Annotate with attribute and expression data
  • 14 
    Optional step: Additional node or edge attribute data can be integrated with your network by following the steps in Box 3 (and see Supplementary Data 5).
    ADDING NODE OR EDGE ATTRIBUTE DATA
    Cytoscape provides many mechanisms for integrating heterogeneous forms of data and for assessing the influence of each data type within a network context. Additional node or edge attribute data can be integrated with your network by following the steps below. Users who are following this protocol as a tutorial should download the Supplementary Data 5 file (galGeneNames.csv) and follow the steps below to import common gene names (synonyms) for nodes in the network galFiltered.sif.
    • Organize your attribute data into a delimited text file or Excel spreadsheet, in which one of the columns matches the node or edge IDs in your network exactly in a case-sensitive match.
    • Go to the File menu, then Import and then Attribute from Table (Text/MS Excel). This will bring up the Import Annotation File window.
    • Click the Select File button and specify your attribute file.
    • If importing an Excel spreadsheet, continue to Step 5. Otherwise, (a) select Show Text File Import Options and (b) select the appropriate delimiter for your file. If the first line of your file contains column headings, select Transfer first line as attribute names.

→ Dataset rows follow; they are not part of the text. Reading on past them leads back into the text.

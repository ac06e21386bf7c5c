use anyhow::{Context, Result};
use tracing_subscriber::{layer::SubscriberExt, util::SubscriberInitExt, EnvFilter};

/// 初始化日志系统
///
/// `RUST_LOG` 优先于配置的日志级别。
pub fn init_logging(log_level: &str, log_format: &str) -> Result<()> {
    let env_filter =
        EnvFilter::try_from_default_env().unwrap_or_else(|_| EnvFilter::new(log_level));

    let registry = tracing_subscriber::registry().with(env_filter);

    match log_format {
        "json" => {
            registry
                .with(tracing_subscriber::fmt::layer().json())
                .try_init()
                .context("初始化JSON日志格式失败")?;
        }
        "pretty" => {
            registry
                .with(tracing_subscriber::fmt::layer().pretty())
                .try_init()
                .context("初始化Pretty日志格式失败")?;
        }
        _ => {
            return Err(anyhow::anyhow!("不支持的日志格式: {log_format}"));
        }
    }

    Ok(())
}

    • Click on the Import button.
    • Verify that the new attribute has been loaded by returning to the Node Attribute Browser and clicking the Select Attribute button.
  • 15 
    The expression data should be formatted as described in Box 1. For users wishing to follow this protocol as a tutorial, the Supplementary Data section includes a sample expression data file (Supplementary Data 1, galExpData.pvals); this file can be viewed with a standard text editor to reveal the file format. If the identifiers in the first column of your expression file match the node names in the Cytoscape network exactly in a case-sensitive match, then skip directly to Step 16 (this applies to users of the sample data). Otherwise, follow the procedure described in Box 3 to load an attribute file that describes the correspondence between the gene/protein ID names in the expression data file and the ID names of nodes in your network. Box 4 provides further details of one method to build such an attribute file.

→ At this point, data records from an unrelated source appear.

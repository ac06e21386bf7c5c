//! In-memory implementations of the domain ports
//!
//! These keep their state behind `Arc<Mutex<..>>` so a test can hand a clone
//! to the code under test and inspect the same state afterwards.

use std::collections::HashMap;
use std::sync::atomic::{AtomicUsize, Ordering};
use std::sync::{Arc, Mutex};

use async_trait::async_trait;
use jobservice_core::{JobError, JobResult, ReportingError};
use jobservice_domain::{
    DependentJob, ForwardingPort, JobFailure, JobRecord, JobReporter, JobStatus, JobStore,
    JobTaskId, MessageHeaders, MessagePublisher, TaskMessage,
};

/// Observable state of one job task in [`InMemoryJobStore`]
#[derive(Debug, Clone, PartialEq, Eq)]
pub struct TaskState {
    pub status: JobStatus,
    pub percentage: u32,
    pub retry_detail: Option<String>,
    pub failure: Option<JobFailure>,
}

#[derive(Debug, Default)]
struct StoreState {
    tasks: HashMap<String, TaskState>,
    jobs: HashMap<(String, String), JobRecord>,
    /// jobs created with prerequisites that are not complete yet
    waiting: Vec<JobRecord>,
    report_calls: usize,
}

/// In-memory job store with the idempotent semantics of the store functions
#[derive(Debug, Clone, Default)]
pub struct InMemoryJobStore {
    state: Arc<Mutex<StoreState>>,
    reporting_failure: Arc<Mutex<Option<ReportingError>>>,
    create_failure: Arc<Mutex<Option<String>>>,
}

impl InMemoryJobStore {
    pub fn new() -> Self {
        Self::default()
    }

    /// Every report call fails with `error` until cleared
    pub fn fail_reporting_with(&self, error: Option<ReportingError>) {
        *self.reporting_failure.lock().unwrap() = error;
    }

    pub fn fail_create_with(&self, message: Option<&str>) {
        *self.create_failure.lock().unwrap() = message.map(String::from);
    }

    pub fn task(&self, job_task_id: &JobTaskId) -> Option<TaskState> {
        self.state
            .lock()
            .unwrap()
            .tasks
            .get(&job_task_id.message_id())
            .cloned()
    }

    pub fn job(&self, partition_id: &str, job_id: &str) -> Option<JobRecord> {
        self.state
            .lock()
            .unwrap()
            .jobs
            .get(&(partition_id.to_string(), job_id.to_string()))
            .cloned()
    }

    pub fn job_count(&self) -> usize {
        self.state.lock().unwrap().jobs.len()
    }

    pub fn report_calls(&self) -> usize {
        self.state.lock().unwrap().report_calls
    }

    fn begin_report(&self) -> Result<std::sync::MutexGuard<'_, StoreState>, ReportingError> {
        if let Some(error) = self.reporting_failure.lock().unwrap().clone() {
            return Err(error);
        }
        let mut state = self.state.lock().unwrap();
        state.report_calls += 1;
        Ok(state)
    }

    fn is_complete(state: &StoreState, partition_id: &str, job_id: &str) -> bool {
        let id = JobTaskId::new(partition_id, job_id).message_id();
        matches!(state.tasks.get(&id), Some(task) if task.status == JobStatus::Completed)
    }
}

fn entry<'a>(state: &'a mut StoreState, job_task_id: &JobTaskId) -> &'a mut TaskState {
    state
        .tasks
        .entry(job_task_id.message_id())
        .or_insert_with(|| TaskState {
            status: JobStatus::Waiting,
            percentage: 0,
            retry_detail: None,
            failure: None,
        })
}

#[async_trait]
impl JobReporter for InMemoryJobStore {
    async fn report_progress(
        &self,
        job_task_id: &JobTaskId,
        percentage: u32,
    ) -> Result<(), ReportingError> {
        let mut state = self.begin_report()?;
        let task = entry(&mut state, job_task_id);
        if task.status != JobStatus::Completed {
            task.status = JobStatus::Active;
            task.percentage = task.percentage.max(percentage.min(100));
        }
        Ok(())
    }

    async fn report_complete(
        &self,
        job_task_id: &JobTaskId,
    ) -> Result<Vec<DependentJob>, ReportingError> {
        let mut state = self.begin_report()?;
        let task = entry(&mut state, job_task_id);
        task.status = JobStatus::Completed;
        task.percentage = 100;

        let (ready, still_waiting): (Vec<_>, Vec<_>) =
            std::mem::take(&mut state.waiting).into_iter().partition(|job| {
                job.prerequisite_job_ids
                    .iter()
                    .all(|prerequisite| Self::is_complete(&state, &job.partition_id, prerequisite))
            });
        state.waiting = still_waiting;

        Ok(ready
            .into_iter()
            .map(|job| DependentJob {
                partition_id: job.partition_id,
                job_id: job.job_id,
                task: job.task,
            })
            .collect())
    }

    async fn report_retry(&self, job_task_id: &JobTaskId, detail: &str) -> Result<(), ReportingError> {
        let mut state = self.begin_report()?;
        let task = entry(&mut state, job_task_id);
        if task.status != JobStatus::Completed {
            task.status = JobStatus::Active;
            task.retry_detail = Some(detail.to_string());
        }
        Ok(())
    }

    async fn report_rejected(
        &self,
        job_task_id: &JobTaskId,
        failure: &JobFailure,
    ) -> Result<(), ReportingError> {
        let mut state = self.begin_report()?;
        let task = entry(&mut state, job_task_id);
        task.status = JobStatus::Failed;
        task.failure = Some(failure.clone());
        Ok(())
    }

    async fn verify_reachable(&self) -> bool {
        self.reporting_failure.lock().unwrap().is_none()
    }
}

#[async_trait]
impl JobStore for InMemoryJobStore {
    async fn create_job(&self, job: &JobRecord) -> JobResult<bool> {
        if let Some(message) = self.create_failure.lock().unwrap().clone() {
            return Err(JobError::Internal(message));
        }

        let mut state = self.state.lock().unwrap();
        state
            .jobs
            .insert((job.partition_id.clone(), job.job_id.clone()), job.clone());

        let ready = job.delay == 0
            && job
                .prerequisite_job_ids
                .iter()
                .all(|prerequisite| Self::is_complete(&state, &job.partition_id, prerequisite));
        if !ready {
            state.waiting.push(job.clone());
        }
        Ok(ready)
    }

    async fn delete_job(&self, partition_id: &str, job_id: &str) -> JobResult<()> {
        let mut state = self.state.lock().unwrap();
        state
            .jobs
            .remove(&(partition_id.to_string(), job_id.to_string()));
        state
            .waiting
            .retain(|job| !(job.partition_id == partition_id && job.job_id == job_id));
        Ok(())
    }
}

/// A message handed to a [`RecordingForwarder`] or [`FlakyMessagePublisher`]
#[derive(Debug, Clone, PartialEq)]
pub struct SentMessage {
    pub destination: String,
    pub payload: Vec<u8>,
    pub headers: MessageHeaders,
}

impl SentMessage {
    pub fn message(&self) -> TaskMessage {
        TaskMessage::from_slice(&self.payload).unwrap()
    }
}

/// Forwarding port that records every forwarded envelope
#[derive(Debug, Clone, Default)]
pub struct RecordingForwarder {
    sent: Arc<Mutex<Vec<SentMessage>>>,
}

impl RecordingForwarder {
    pub fn new() -> Self {
        Self::default()
    }

    pub fn sent(&self) -> Vec<SentMessage> {
        self.sent.lock().unwrap().clone()
    }
}

#[async_trait]
impl ForwardingPort for RecordingForwarder {
    async fn forward(
        &self,
        destination: &str,
        message: &TaskMessage,
        headers: &MessageHeaders,
    ) -> JobResult<()> {
        self.sent.lock().unwrap().push(SentMessage {
            destination: destination.to_string(),
            payload: message.to_vec()?,
            headers: headers.clone(),
        });
        Ok(())
    }
}

/// Publisher whose first `failures` attempts are not acknowledged
#[derive(Debug, Clone, Default)]
pub struct FlakyMessagePublisher {
    failures: Arc<AtomicUsize>,
    attempts: Arc<AtomicUsize>,
    published: Arc<Mutex<Vec<SentMessage>>>,
}

impl FlakyMessagePublisher {
    pub fn new(failures: usize) -> Self {
        Self {
            failures: Arc::new(AtomicUsize::new(failures)),
            ..Self::default()
        }
    }

    pub fn attempts(&self) -> usize {
        self.attempts.load(Ordering::SeqCst)
    }

    pub fn published(&self) -> Vec<SentMessage> {
        self.published.lock().unwrap().clone()
    }
}

#[async_trait]
impl MessagePublisher for FlakyMessagePublisher {
    async fn publish(&self, queue: &str, payload: &[u8], headers: &MessageHeaders) -> JobResult<()> {
        self.attempts.fetch_add(1, Ordering::SeqCst);

        let remaining = self.failures.load(Ordering::SeqCst);
        if remaining > 0 {
            self.failures.store(remaining - 1, Ordering::SeqCst);
            return Err(JobError::MessageQueue(format!(
                "broker did not acknowledge publish to {queue}"
            )));
        }

        self.published.lock().unwrap().push(SentMessage {
            destination: queue.to_string(),
            payload: payload.to_vec(),
            headers: headers.clone(),
        });
        Ok(())
    }
}
use serde::{Deserialize, Serialize};

/// 日志与指标配置
#[derive(Debug, Clone, Serialize, Deserialize)]
pub struct ObservabilityConfig {
    pub log_level: String,
    pub log_format: String,
    pub metrics_enabled: bool,
    pub metrics_bind_address: String,
}

impl Default for ObservabilityConfig {
    fn default() -> Self {
        Self {
            log_level: "info".to_string(),
            log_format: "pretty".to_string(),
            metrics_enabled: false,
            metrics_bind_address: "0.0.0.0:9090".to_string(),
        }
    }
}

impl ObservabilityConfig {
    pub fn validate(&self) -> anyhow::Result<()> {
        let valid_levels = ["trace", "debug", "info", "warn", "error"];
        if !valid_levels.contains(&self.log_level.as_str()) {
            return Err(anyhow::anyhow!("无效的日志级别: {}", self.log_level));
        }

        if !matches!(self.log_format.as_str(), "json" | "pretty") {
            return Err(anyhow::anyhow!("不支持的日志格式: {}", self.log_format));
        }

        if self.metrics_enabled
            && self
                .metrics_bind_address
                .parse::<std::net::SocketAddr>()
                .is_err()
        {
            return Err(anyhow::anyhow!(
                "无效的指标监听地址: {}",
                self.metrics_bind_address
            ));
        }

        Ok(())
    }
}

    ASSEMBLING IDENTIFIER (ID) MAPPING ATTRIBUTES
    To import attribute files or expression data into Cytoscape, the gene or protein identifier in the file must exactly match the corresponding Cytoscape node ID (or other Cytoscape attribute that has been previously loaded). If no matching identifiers are present, the situation can be corrected by loading an additional identifier into Cytoscape as a new node attribute. This section describes one method for constructing and loading an identifier-mapping attribute, using an external ID mapping service called Synergizer, which is provided by the Roth laboratory at Harvard University. Additional ID mapping services are described at http://baderlab.org/IdentifierMapping/.
    • In the Cytoscape canvas, select all the nodes in your network by typing CTRL-A.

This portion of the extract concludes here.